The model for successful implementation, Colorado was first to market between itself and fellow 2012 legalized Washington. As a result, Colorado is seeing over half a billion dollars in total tax revenue over half of which is going to K-12 education. Public schools are not the only institution that is seeing resultant gains; rural towns are now funding building projects for recreation centers, issuing scholarships, filling potholes – to mention a few. Analyst figures project a 5 year compounded growth rate of 25% so the entire state can look to see the positive effects for years to come.


One of the most robust states as far as immediate windfalls go; Nevada recreational cannabis sales eclipsed $27 Million during its first month of business. License and application fees made up $6.5Million of this, 15% of which goes directly to schools. Nevada recreational cannabis sales have already trumped Washington and Oregon in 2017.

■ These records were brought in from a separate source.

//! dart CLI binary.
//!
//! Seeds the corp-code directory and prints filings and derived metrics.

mod cmd;
mod config;

use anyhow::Result;
use clap::{Parser, Subcommand, ValueEnum};
use std::path::PathBuf;
use std::process;
use tracing_subscriber::EnvFilter;

use crate::cmd::FilingArgs;
use crate::config::{Config, DEFAULT_CORP_DB, DEFAULT_HTTP_TIMEOUT_SECS, DEFAULT_MARKET_DELAY_MS};

#[derive(Parser)]
#[command(name = "dart")]
#[command(about = "Financial statements and ratios from OpenDART filings", long_about = None)]
#[command(version)]
struct Cli {
    /// OpenDART API key
    #[arg(long, env = "OPEN_DART_API_KEY", hide_env_values = true, global = true)]
    api_key: Option<String>,

    /// Path of the corp-code database
    #[arg(long, env = "DART_CORP_DB", default_value = DEFAULT_CORP_DB, global = true)]
    corp_db: PathBuf,

    /// HTTP timeout in seconds
    #[arg(long, env = "DART_HTTP_TIMEOUT_SECS", default_value_t = DEFAULT_HTTP_TIMEOUT_SECS, global = true)]
    http_timeout: u64,

    /// Minimum delay between market page requests in milliseconds
    #[arg(long, env = "DART_MARKET_DELAY_MS", default_value_t = DEFAULT_MARKET_DELAY_MS, global = true)]
    market_delay_ms: u64,

    #[command(subcommand)]
    command: Commands,
}

/// Output format for command results.
#[derive(Clone, Copy, Debug, PartialEq, Eq, ValueEnum)]
enum OutputFormat {
    /// Pretty-printed JSON
    Json,
    /// Human-readable table
    Table,
}

#[derive(Subcommand)]
enum Commands {
    /// Load CORPCODE.xml into the corp-code database
    Seed {
        /// Path to the unzipped CORPCODE.xml
        path: PathBuf,
    },

    /// Search corporations by Korean or English name
    Search {
        /// Name fragment
        query: String,

        /// Output format
        #[arg(short, long, value_enum, default_value = "table")]
        format: OutputFormat,
    },

    /// Fetch the rows of a filing
    Financials {
        #[command(flatten)]
        filing: FilingArgs,

        /// Output format
        #[arg(short, long, value_enum, default_value = "json")]
        format: OutputFormat,
    },

    /// Derive financial ratios and market figures for a filing
    Metrics {
        #[command(flatten)]
        filing: FilingArgs,

        /// Output format
        #[arg(short, long, value_enum, default_value = "json")]
        format: OutputFormat,

        /// Skip the market metrics lookup
        #[arg(long)]
        no_market: bool,
    },
}

#[tokio::main]
async fn main() {
    // Try to load .env file (ignore errors if not found)
    let _ = dotenvy::dotenv();

    tracing_subscriber::fmt()
        .with_env_filter(
            EnvFilter::try_from_default_env().unwrap_or_else(|_| EnvFilter::new("info")),
        )
        .with_writer(std::io::stderr)
        .init();

    if let Err(e) = run().await {
        eprintln!("Error: {e:#}");
        process::exit(1);
    }
}

async fn run() -> Result<()> {
    let cli = Cli::parse();
    let config = Config::new(cli.api_key, cli.corp_db, cli.http_timeout)
        .with_market_delay(cli.market_delay_ms);

    match cli.command {
        Commands::Seed { path } => {
            cmd::seed::seed_directory(&config, &path).await?;
        }
        Commands::Search { query, format } => {
            cmd::search::search_corps(&config, &query, format).await?;
        }
        Commands::Financials { filing, format } => {
            cmd::financials::show_financials(&config, &filing, format).await?;
        }
        Commands::Metrics {
            filing,
            format,
            no_market,
        } => {
            cmd::metrics::show_metrics(&config, &filing, format, no_market).await?;
        }
    }

    Ok(())
}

Despite being second to market, with excise taxes raking in upwards of $62 Million dollars, Washington State’s market has not experienced the same exponential growth as its legalized counterparts. While sales reached $1.4 Million/day in 2015, excessive regulation and taxation on producers, tax revenue has decreased since previous years. Pitfalls aside, the healthy tax revenue is nothing to be refuted.


Even though recreational cannabis is legal in 8 states plus the District of Columbia, with regulated sales in just 5 of the aforementioned, tax revenue from these five states has garnered well over half a billion in tax revenue.  Which forecasts suggesting revenues of over $1.8 Billion, the term “money talks” comes to mind, and it is screaming at the top of its lungs for investors and voters to pay attention.